KnoFuss was built as a modular and extensible system using problem-solving methods. The data linking task was broken down into two key subtasks:

  1. Individual Matching – Compared properties of two individuals to determine whether they referred to the same entity.
  2. Dataset Matching – Analyzed and refined the candidate mappings from individual matching, taking into account ontological constraints and the impact of different mappings on each other.

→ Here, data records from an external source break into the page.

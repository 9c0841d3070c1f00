use clap::{Args, Parser, Subcommand};
use std::path::PathBuf;

pub mod contact;
pub mod display;
pub mod menu;
pub mod photo_utils;
pub mod project;
pub mod ui;
pub mod visit;

pub use contact::{run_add_contact, run_list_contacts, ContactForm};
pub use menu::run_menu;
pub use project::{run_add_project, run_list_projects, run_show_project};
pub use visit::{run_add_visit, run_browse_visits, run_list_visits, run_show_visit, VisitForm};

#[derive(Parser)]
#[command(name = "visitlog")]
#[command(about = "Field visits, projects and contacts for the command line")]
#[command(version)]
pub struct Cli {
    /// Database file (overrides VISITLOG_DB)
    #[arg(long, global = true, value_name = "PATH")]
    pub db: Option<PathBuf>,

    #[command(subcommand)]
    pub command: Option<Commands>,
}

#[derive(Subcommand)]
pub enum Commands {
    /// Record and browse field visits
    #[command(subcommand)]
    Visit(VisitCommand),
    /// Manage projects
    #[command(subcommand)]
    Project(ProjectCommand),
    /// Manage project contacts
    #[command(subcommand)]
    Contact(ContactCommand),
}

#[derive(Subcommand)]
pub enum VisitCommand {
    /// Record a new visit (prompts when no fields are given)
    Add(VisitAddArgs),
    /// List all visits
    List(ListArgs),
    /// Show a visit with its project and contacts
    Show(VisitShowArgs),
}

#[derive(Subcommand)]
pub enum ProjectCommand {
    /// Add a new project (prompts when no fields are given)
    Add(ProjectAddArgs),
    /// List all projects
    List(ListArgs),
    /// Show a project with its visits and contacts
    Show(ProjectShowArgs),
}

#[derive(Subcommand)]
pub enum ContactCommand {
    /// Add a new contact (prompts when no fields are given)
    Add(ContactAddArgs),
    /// List all contacts
    List(ListArgs),
}

#[derive(Args)]
pub struct ListArgs {
    /// Print JSON instead of one line per record
    #[arg(long)]
    pub json: bool,
}

#[derive(Args)]
pub struct VisitAddArgs {
    #[arg(short, long)]
    pub location: Option<String>,
    /// Visit date (YYYY-MM-DD)
    #[arg(short, long)]
    pub date: Option<String>,
    /// Appointment note
    #[arg(short, long)]
    pub note: Option<String>,
    /// Path to an image file, stored as-is
    #[arg(long, value_name = "PATH")]
    pub photo: Option<PathBuf>,
    /// Project id this visit belongs to
    #[arg(short, long)]
    pub project: Option<String>,
}

impl From<VisitAddArgs> for VisitForm {
    fn from(args: VisitAddArgs) -> Self {
        Self {
            location: args.location,
            date: args.date,
            note: args.note,
            photo: args.photo,
            project: args.project,
        }
    }
}

#[derive(Args)]
pub struct VisitShowArgs {
    /// Visit id
    pub id: String,
    #[arg(long)]
    pub json: bool,
    /// Skip the terminal photo preview
    #[arg(long)]
    pub no_photo: bool,
}

#[derive(Args)]
pub struct ProjectAddArgs {
    #[arg(short, long)]
    pub name: Option<String>,
    #[arg(short, long)]
    pub description: Option<String>,
}

#[derive(Args)]
pub struct ProjectShowArgs {
    /// Project id
    pub id: String,
    #[arg(long)]
    pub json: bool,
}

#[derive(Args)]
pub struct ContactAddArgs {
    #[arg(short, long)]
    pub name: Option<String>,
    #[arg(long)]
    pub phone: Option<String>,
    #[arg(short, long)]
    pub email: Option<String>,
    /// Project id this contact belongs to
    #[arg(short, long)]
    pub project: Option<String>,
}

impl From<ContactAddArgs> for ContactForm {
    fn from(args: ContactAddArgs) -> Self {
        Self {
            name: args.name,
            phone: args.phone,
            email: args.email,
            project: args.project,
        }
    }
}
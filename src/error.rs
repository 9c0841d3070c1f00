use thiserror::Error;

/// Errors raised by the store, the models and the photo codec.
///
/// A visit pointing at a project that does not exist is not an error;
/// the detail view simply comes back without a project.
#[derive(Debug, Error)]
pub enum Error {
    /// A required field was empty. Raised before the store is touched.
    #[error("{field} is required")]
    Validation { field: &'static str },

    #[error("database error: {0}")]
    Storage(#[from] rusqlite::Error),

    /// Stored photo bytes could not be read as an image.
    #[error("could not decode photo: {0}")]
    Decode(#[from] image::ImageError),

    #[error("invalid date (expected YYYY-MM-DD): {0}")]
    InvalidDate(String),

    #[error(transparent)]
    Io(#[from] std::io::Error),
}

impl Error {
    pub fn is_validation(&self) -> bool {
        matches!(self, Self::Validation { .. })
    }
}

pub type Result<T, E = Error> = std::result::Result<T, E>;
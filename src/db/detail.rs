use tracing::debug;

use super::Database;
use crate::error::Result;
use crate::models::VisitDetail;

impl Database {
    /// Assemble a visit with its project and the project's contacts.
    ///
    /// Returns `None` only when the visit itself does not exist. A missing
    /// project is reported as an empty section, never as an error.
    pub fn get_visit_detail(&self, visit_id: &str) -> Result<Option<VisitDetail>> {
        let Some(visit) = self.get_visit_by_id(visit_id)? else {
            return Ok(None);
        };

        let Some(project_id) = visit.project_id.clone() else {
            return Ok(Some(VisitDetail {
                visit,
                project: None,
                contacts: None,
            }));
        };

        let project = self.get_project_by_id(&project_id)?;
        let contacts = self.get_contacts_for_project(&project_id)?;

        if project.is_none() {
            debug!(visit = %visit.id, project = %project_id, "visit references missing project");
        }

        Ok(Some(VisitDetail {
            visit,
            project,
            contacts: Some(contacts),
        }))
    }
}

#[cfg(test)]
mod tests {
    use super::*;
    use crate::models::{Contact, Project, Visit};
    use chrono::NaiveDate;

    fn visit(location: &str, project_id: Option<&str>) -> Visit {
        let mut v = Visit::new(
            location.to_string(),
            NaiveDate::from_ymd_opt(2024, 4, 10).unwrap(),
        );
        v.project_id = project_id.map(str::to_string);
        v
    }

    fn contact(name: &str, project_id: &str) -> Contact {
        let mut c = Contact::new(name.to_string());
        c.project_id = Some(project_id.to_string());
        c
    }

    #[test]
    fn test_detail_missing_visit() {
        let db = Database::open_memory().unwrap();
        assert!(db.get_visit_detail("V00000000").unwrap().is_none());
    }

    #[test]
    fn test_detail_without_project() {
        let db = Database::open_memory().unwrap();

        // Contacts elsewhere must not leak into an unlinked visit
        let project = Project::new("Other".to_string());
        db.add_project(&project).unwrap();
        db.add_contact(&contact("Someone", &project.id)).unwrap();

        let v = visit("Harbor", None);
        db.add_visit(&v).unwrap();

        let detail = db.get_visit_detail(&v.id).unwrap().unwrap();
        assert_eq!(detail.visit, v);
        assert!(detail.project.is_none());
        assert!(detail.contacts.is_none());
        assert!(!detail.has_dangling_project());
    }

    #[test]
    fn test_detail_with_project_and_contacts() {
        let db = Database::open_memory().unwrap();

        let project = Project::new("Pipeline".to_string());
        let other = Project::new("Elsewhere".to_string());
        db.add_project(&project).unwrap();
        db.add_project(&other).unwrap();

        let c1 = contact("Ana", &project.id);
        let c2 = contact("Bruno", &project.id);
        db.add_contact(&c1).unwrap();
        db.add_contact(&contact("Carla", &other.id)).unwrap();
        db.add_contact(&c2).unwrap();

        let v = visit("Pump station", Some(project.id.as_str()));
        db.add_visit(&v).unwrap();

        let detail = db.get_visit_detail(&v.id).unwrap().unwrap();
        assert_eq!(detail.visit, v);
        assert_eq!(detail.project, Some(project));
        assert_eq!(detail.contacts, Some(vec![c1, c2]));
        assert_eq!(detail.contact_count(), 2);
    }

    #[test]
    fn test_detail_project_without_contacts() {
        let db = Database::open_memory().unwrap();

        let project = Project::new("Quiet".to_string());
        db.add_project(&project).unwrap();

        let v = visit("Office", Some(project.id.as_str()));
        db.add_visit(&v).unwrap();

        let detail = db.get_visit_detail(&v.id).unwrap().unwrap();
        assert_eq!(detail.project, Some(project));
        assert_eq!(detail.contacts, Some(vec![]));
    }

    #[test]
    fn test_detail_dangling_project() {
        let db = Database::open_memory().unwrap();

        // Contacts pointing at the same missing id still yield nothing
        db.add_contact(&contact("Ghost", "P0BADBAD")).unwrap();

        let v = visit("Nowhere", Some("P0BADBAD"));
        db.add_visit(&v).unwrap();

        let detail = db.get_visit_detail(&v.id).unwrap().unwrap();
        assert_eq!(detail.visit, v);
        assert!(detail.project.is_none());
        assert_eq!(detail.contacts, Some(vec![]));
        assert!(detail.has_dangling_project());
    }
}
//! Runtime configuration
//!
//! Resolved from command-line flags, environment variables, and platform
//! defaults, in that order.

use anyhow::{anyhow, Result};
use std::env;
use std::path::PathBuf;

// Environment variable names
pub const ENV_DB_PATH: &str = "VISITLOG_DB";
pub const ENV_LOG: &str = "VISITLOG_LOG";
const ENV_RUST_LOG: &str = "RUST_LOG";

pub const DEFAULT_LOG_FILTER: &str = "warn";

#[derive(Debug, Clone, PartialEq, Eq)]
pub struct Config {
    pub db_path: PathBuf,
    pub log_filter: String,
}

impl Config {
    /// Load from the process environment, letting `db_override` (the `--db` flag) win
    pub fn load(db_override: Option<PathBuf>) -> Result<Self> {
        Self::from_lookup(db_override, |key| env::var(key).ok())
    }

    /// Resolve using an arbitrary variable lookup
    pub fn from_lookup<F>(db_override: Option<PathBuf>, lookup: F) -> Result<Self>
    where
        F: Fn(&str) -> Option<String>,
    {
        let non_empty = |key: &str| lookup(key).filter(|v| !v.trim().is_empty());

        let db_path = match db_override {
            Some(path) => path,
            None => match non_empty(ENV_DB_PATH) {
                Some(path) => PathBuf::from(path),
                None => default_db_path()?,
            },
        };

        let log_filter = non_empty(ENV_LOG)
            .or_else(|| non_empty(ENV_RUST_LOG))
            .unwrap_or_else(|| DEFAULT_LOG_FILTER.to_string());

        Ok(Self {
            db_path,
            log_filter,
        })
    }
}

pub fn default_db_path() -> Result<PathBuf> {
    let config_dir =
        dirs::config_dir().ok_or_else(|| anyhow!("Could not find config directory"))?;
    Ok(config_dir.join("visitlog").join("visits.db"))
}
use serde::{Deserialize, Serialize};

use super::{new_id, EntityKind};
use crate::error::{Error, Result};

#[derive(Debug, Clone, PartialEq, Eq, Serialize, Deserialize)]
pub struct Contact {
    pub id: String,
    pub name: String,
    pub phone: Option<String>,
    pub email: Option<String>,
    /// Advisory link to a project; not enforced by the store.
    pub project_id: Option<String>,
}

impl Contact {
    pub fn new(name: String) -> Self {
        Self {
            id: new_id(EntityKind::Contact),
            name,
            phone: None,
            email: None,
            project_id: None,
        }
    }

    pub fn validate(&self) -> Result<()> {
        if self.name.trim().is_empty() {
            return Err(Error::Validation { field: "name" });
        }
        Ok(())
    }

    /// "phone · email" for one-line listings, skipping whatever is missing
    pub fn reach(&self) -> Option<String> {
        let parts: Vec<&str> = [self.phone.as_deref(), self.email.as_deref()]
            .into_iter()
            .flatten()
            .filter(|s| !s.is_empty())
            .collect();

        if parts.is_empty() {
            None
        } else {
            Some(parts.join(" · "))
        }
    }
}
use rusqlite::{params, Row};
use tracing::debug;

use super::Database;
use crate::error::Result;
use crate::models::Project;

impl Database {
    pub fn add_project(&self, project: &Project) -> Result<()> {
        debug!(id = %project.id, "adding project");
        self.insert_project(project)
    }

    pub fn insert_project(&self, project: &Project) -> Result<()> {
        self.conn.execute(
            "INSERT INTO Projects (id, name, description) VALUES (?, ?, ?)",
            params![project.id, project.name, project.description],
        )?;
        Ok(())
    }

    pub fn list_projects(&self) -> Result<Vec<Project>> {
        let mut stmt = self
            .conn
            .prepare("SELECT id, name, description FROM Projects ORDER BY rowid")?;

        let projects = stmt
            .query_map([], Self::row_to_project)?
            .collect::<rusqlite::Result<Vec<_>>>()?;

        Ok(projects)
    }

    pub fn get_project_by_id(&self, id: &str) -> Result<Option<Project>> {
        let mut stmt = self
            .conn
            .prepare("SELECT id, name, description FROM Projects WHERE id = ?")?;

        let result = stmt.query_row([id], Self::row_to_project);

        match result {
            Ok(project) => Ok(Some(project)),
            Err(rusqlite::Error::QueryReturnedNoRows) => Ok(None),
            Err(e) => Err(e.into()),
        }
    }

    pub(super) fn row_to_project(row: &Row) -> rusqlite::Result<Project> {
        Ok(Project {
            id: row.get(0)?,
            name: row.get::<_, Option<String>>(1)?.unwrap_or_default(),
            description: row.get(2)?,
        })
    }
}
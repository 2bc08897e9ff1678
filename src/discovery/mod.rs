//! Release discovery engine
//!
//! Finds published versions by probing the installer URL scheme, since no
//! index of releases exists.
//!
//! # Architecture
//!
//! ```text
//! ┌─────────────┐     ┌─────────────┐     ┌─────────────┐
//! │     Url     │────▶│   Prober    │────▶│  Resolver   │
//! │ (calculate) │     │   (HEAD)    │     │ (platforms) │
//! └─────────────┘     └─────────────┘     └─────────────┘
//!                                                │
//!                                                ▼
//!                     ┌─────────────┐     ┌─────────────┐
//!                     │   Builder   │◀────│   Walker    │
//!                     │ (families)  │     │   (axis)    │
//!                     └─────────────┘     └─────────────┘
//! ```
//!
//! # Modules
//!
//! - [`url`]: Naming epochs and candidate URL calculation
//! - [`prober`]: Prober trait for existence checks
//! - [`probers`]: Concrete prober implementations (HTTP HEAD)
//! - [`resolver`]: Turns a version into a release by probing every platform
//! - [`walker`]: Walks one version axis until a miss
//! - [`builder`]: Groups releases into major-version families
//! - [`error`]: Error types for probing and discovery
//! - [`semver`]: `{major}.{minor}v{patch}` versions
//! - [`types`]: Platforms, releases and families

pub mod builder;
pub mod error;
pub mod prober;
pub mod probers;
pub mod resolver;
pub mod semver;
pub mod types;
pub mod url;
pub mod walker;
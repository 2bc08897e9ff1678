//! Prober trait for checking whether an installer URL exists

#[cfg(test)]
use mockall::automock;

use crate::discovery::error::ProbeError;

/// Result of a single existence check
#[derive(Debug, Clone, PartialEq, Eq)]
pub enum ProbeOutcome {
    /// The URL answered with a success status
    Found { last_modified: String },
    /// The URL answered with any other status
    Missing,
}

/// Trait for checking installer URLs without downloading them
#[cfg_attr(test, automock)]
#[async_trait::async_trait]
pub trait Prober: Send + Sync {
    /// Checks whether `url` exists
    ///
    /// # Returns
    /// * `Ok(ProbeOutcome::Found)` - 2xx status with a `last-modified` header
    /// * `Ok(ProbeOutcome::Missing)` - any other status
    /// * `Err(ProbeError)` - timeout, network failure, or a 2xx without a usable `last-modified`
    async fn probe(&self, url: &str) -> Result<ProbeOutcome, ProbeError>;
}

The system supported multiple generic and domain-dependent methods for these subtasks. Techniques included string-based and set-based similarity metrics for individual matching, as well as ontological constraints and belief networks for dataset matching.

Methods Implemented

Individual Matching

  • Aggregated Attribute-Based Similarity – Calculated the similarity between individuals by aggregating similarities between selected attributes. Users could define properties, similarity functions, weights, and thresholds.
  • Unsupervised Attribute-Based Similarity – Used the same aggregation approach but automatically determined parameters through a genetic algorithm, optimizing results based on an expected distribution of mappings.

Dataset Matching

  • Filtering Based on Ontological Constraints – Used constraints like class disjointness, functionality, and cardinality restrictions to refine and filter mappings generated by individual matching.
  • Belief Propagation Network – Applied uncertainty reasoning alongside ontological reasoning to improve mappings. Confidence levels of data statements and mappings were interpreted as Dempster-Shafer belief functions. These were used to construct belief propagation networks, which helped refine individual matching decisions.

The system allowed different methods to be plugged in and combined, selecting the most appropriate approach depending on the task requirements.

knofuss diagram colour

KnoFuss addressed ontological heterogeneity in repositories by implementing several strategies to manage differences in ontology structure when dealing with overlapping data. These strategies included:

Unsupervised adaptation – In the absence of schema mappings, the system employed a genetic algorithm to identify and select pairs of discriminative properties that contained comparable data.

User-defined selection criteria – Users could specify how to select instances to compare from both repositories and which properties were comparable for individual matching.

Exploiting automatic ontology matching – The system could leverage schema alignments produced by automatic ontology matching tools. These alignments helped translate SPARQL queries, allowing instances and properties from different ontologies to be compared as if they were structured using the same ontology.